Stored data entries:
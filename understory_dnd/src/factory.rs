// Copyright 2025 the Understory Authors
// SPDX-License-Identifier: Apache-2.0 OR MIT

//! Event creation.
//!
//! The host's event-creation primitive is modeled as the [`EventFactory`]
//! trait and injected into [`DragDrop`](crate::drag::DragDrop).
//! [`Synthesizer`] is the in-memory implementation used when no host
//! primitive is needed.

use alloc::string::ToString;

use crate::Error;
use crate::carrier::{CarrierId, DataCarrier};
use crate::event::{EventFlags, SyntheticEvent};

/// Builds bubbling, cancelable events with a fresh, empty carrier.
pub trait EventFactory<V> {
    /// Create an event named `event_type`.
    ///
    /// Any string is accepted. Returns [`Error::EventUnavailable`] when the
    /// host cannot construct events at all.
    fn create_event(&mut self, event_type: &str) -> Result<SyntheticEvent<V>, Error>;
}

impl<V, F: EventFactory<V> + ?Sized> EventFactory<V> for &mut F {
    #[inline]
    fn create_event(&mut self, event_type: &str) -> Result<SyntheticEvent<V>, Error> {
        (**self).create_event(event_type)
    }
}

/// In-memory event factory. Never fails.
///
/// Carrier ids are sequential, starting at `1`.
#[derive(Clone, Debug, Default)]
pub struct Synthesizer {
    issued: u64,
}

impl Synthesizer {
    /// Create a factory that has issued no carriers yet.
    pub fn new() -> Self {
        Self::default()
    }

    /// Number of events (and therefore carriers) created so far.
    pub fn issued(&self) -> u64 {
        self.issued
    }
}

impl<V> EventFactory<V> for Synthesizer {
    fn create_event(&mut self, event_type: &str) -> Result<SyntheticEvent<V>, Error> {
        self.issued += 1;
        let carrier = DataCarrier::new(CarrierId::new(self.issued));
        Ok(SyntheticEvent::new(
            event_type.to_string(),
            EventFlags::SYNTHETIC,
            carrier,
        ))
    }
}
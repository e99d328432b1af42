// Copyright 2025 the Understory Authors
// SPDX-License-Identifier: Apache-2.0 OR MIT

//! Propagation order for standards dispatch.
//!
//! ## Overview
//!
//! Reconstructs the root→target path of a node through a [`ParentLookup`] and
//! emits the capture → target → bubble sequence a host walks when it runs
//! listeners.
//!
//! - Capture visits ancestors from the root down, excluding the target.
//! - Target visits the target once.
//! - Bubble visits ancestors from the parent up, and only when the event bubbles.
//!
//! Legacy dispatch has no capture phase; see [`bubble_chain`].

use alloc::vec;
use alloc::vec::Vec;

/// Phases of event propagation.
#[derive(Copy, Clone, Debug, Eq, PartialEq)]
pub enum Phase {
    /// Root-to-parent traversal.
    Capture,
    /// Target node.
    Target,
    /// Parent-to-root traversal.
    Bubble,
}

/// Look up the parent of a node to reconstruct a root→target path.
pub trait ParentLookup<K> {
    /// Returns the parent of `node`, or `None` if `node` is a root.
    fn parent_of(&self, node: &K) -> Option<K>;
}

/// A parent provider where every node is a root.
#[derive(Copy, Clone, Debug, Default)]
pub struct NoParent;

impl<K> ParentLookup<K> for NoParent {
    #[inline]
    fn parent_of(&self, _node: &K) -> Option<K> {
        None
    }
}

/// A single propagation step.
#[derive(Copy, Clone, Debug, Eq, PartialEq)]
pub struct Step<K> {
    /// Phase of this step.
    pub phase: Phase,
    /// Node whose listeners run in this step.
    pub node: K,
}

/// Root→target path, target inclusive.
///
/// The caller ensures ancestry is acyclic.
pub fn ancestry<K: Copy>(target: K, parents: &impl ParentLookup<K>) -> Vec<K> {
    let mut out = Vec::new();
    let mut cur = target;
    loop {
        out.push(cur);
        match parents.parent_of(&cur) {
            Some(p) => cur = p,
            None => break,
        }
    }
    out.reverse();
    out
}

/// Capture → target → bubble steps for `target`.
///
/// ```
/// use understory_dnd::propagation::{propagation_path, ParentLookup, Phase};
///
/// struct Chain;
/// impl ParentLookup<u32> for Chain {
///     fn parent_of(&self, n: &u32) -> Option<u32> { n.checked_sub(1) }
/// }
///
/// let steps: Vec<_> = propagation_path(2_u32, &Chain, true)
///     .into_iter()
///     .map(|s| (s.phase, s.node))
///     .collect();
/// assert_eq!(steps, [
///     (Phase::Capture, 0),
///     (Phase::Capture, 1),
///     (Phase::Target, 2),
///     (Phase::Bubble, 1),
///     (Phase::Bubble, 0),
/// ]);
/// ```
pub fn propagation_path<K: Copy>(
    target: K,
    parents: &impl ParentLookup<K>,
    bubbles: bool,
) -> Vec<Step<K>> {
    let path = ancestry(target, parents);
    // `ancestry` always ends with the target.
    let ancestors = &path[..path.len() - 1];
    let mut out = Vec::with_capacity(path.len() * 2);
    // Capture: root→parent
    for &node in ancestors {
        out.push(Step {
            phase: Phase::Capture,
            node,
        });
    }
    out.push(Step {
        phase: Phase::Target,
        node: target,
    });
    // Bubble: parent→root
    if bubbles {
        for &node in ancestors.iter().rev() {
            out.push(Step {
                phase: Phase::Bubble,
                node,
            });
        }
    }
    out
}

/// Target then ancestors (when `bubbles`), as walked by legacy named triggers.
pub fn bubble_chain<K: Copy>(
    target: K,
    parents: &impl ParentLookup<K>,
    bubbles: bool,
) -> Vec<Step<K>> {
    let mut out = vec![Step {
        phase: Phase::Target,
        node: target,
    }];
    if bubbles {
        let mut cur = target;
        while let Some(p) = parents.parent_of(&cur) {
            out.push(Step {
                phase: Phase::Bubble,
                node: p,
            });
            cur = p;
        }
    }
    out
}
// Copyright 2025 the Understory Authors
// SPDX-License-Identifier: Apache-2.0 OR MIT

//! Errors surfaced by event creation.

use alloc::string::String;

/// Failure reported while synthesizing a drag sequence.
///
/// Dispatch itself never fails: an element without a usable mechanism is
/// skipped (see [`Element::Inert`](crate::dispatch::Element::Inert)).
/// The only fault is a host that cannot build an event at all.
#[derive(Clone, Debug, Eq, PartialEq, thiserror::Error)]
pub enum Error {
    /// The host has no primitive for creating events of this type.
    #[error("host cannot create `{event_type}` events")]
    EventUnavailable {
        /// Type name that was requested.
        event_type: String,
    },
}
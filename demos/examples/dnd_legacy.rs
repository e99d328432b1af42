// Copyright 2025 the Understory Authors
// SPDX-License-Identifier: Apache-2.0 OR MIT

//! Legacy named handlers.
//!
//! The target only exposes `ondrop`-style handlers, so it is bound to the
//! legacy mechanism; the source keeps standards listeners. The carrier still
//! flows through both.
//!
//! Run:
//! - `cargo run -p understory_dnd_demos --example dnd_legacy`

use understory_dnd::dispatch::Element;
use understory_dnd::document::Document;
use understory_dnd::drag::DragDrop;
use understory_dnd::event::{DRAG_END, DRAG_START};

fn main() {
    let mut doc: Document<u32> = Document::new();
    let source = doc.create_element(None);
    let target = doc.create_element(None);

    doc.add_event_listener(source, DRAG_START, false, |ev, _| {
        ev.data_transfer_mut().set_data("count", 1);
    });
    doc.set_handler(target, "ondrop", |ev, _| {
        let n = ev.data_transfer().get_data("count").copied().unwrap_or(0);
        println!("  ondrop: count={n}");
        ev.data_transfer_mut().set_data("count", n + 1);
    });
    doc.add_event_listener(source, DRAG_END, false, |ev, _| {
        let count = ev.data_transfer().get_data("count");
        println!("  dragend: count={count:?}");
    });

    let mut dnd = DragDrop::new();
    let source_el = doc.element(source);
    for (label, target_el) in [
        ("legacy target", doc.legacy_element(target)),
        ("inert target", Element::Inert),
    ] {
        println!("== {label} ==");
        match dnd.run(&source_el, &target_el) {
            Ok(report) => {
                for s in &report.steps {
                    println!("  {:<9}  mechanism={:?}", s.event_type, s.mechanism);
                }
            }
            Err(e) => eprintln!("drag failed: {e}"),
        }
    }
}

**About this task:**
Only the lines from the line with "for (label, target_el)" to the final line of the entries are to be returned, each exactly as written, both ends included.

**Task output:**
    for (label, target_el) in [
        ("legacy target", doc.legacy_element(target)),
        ("inert target", Element::Inert),
    ] {
        println!("== {label} ==");
        match dnd.run(&source_el, &target_el) {
            Ok(report) => {
                for s in &report.steps {
                    println!("  {:<9}  mechanism={:?}", s.event_type, s.mechanism);
                }
            }
            Err(e) => eprintln!("drag failed: {e}"),
        }
    }
}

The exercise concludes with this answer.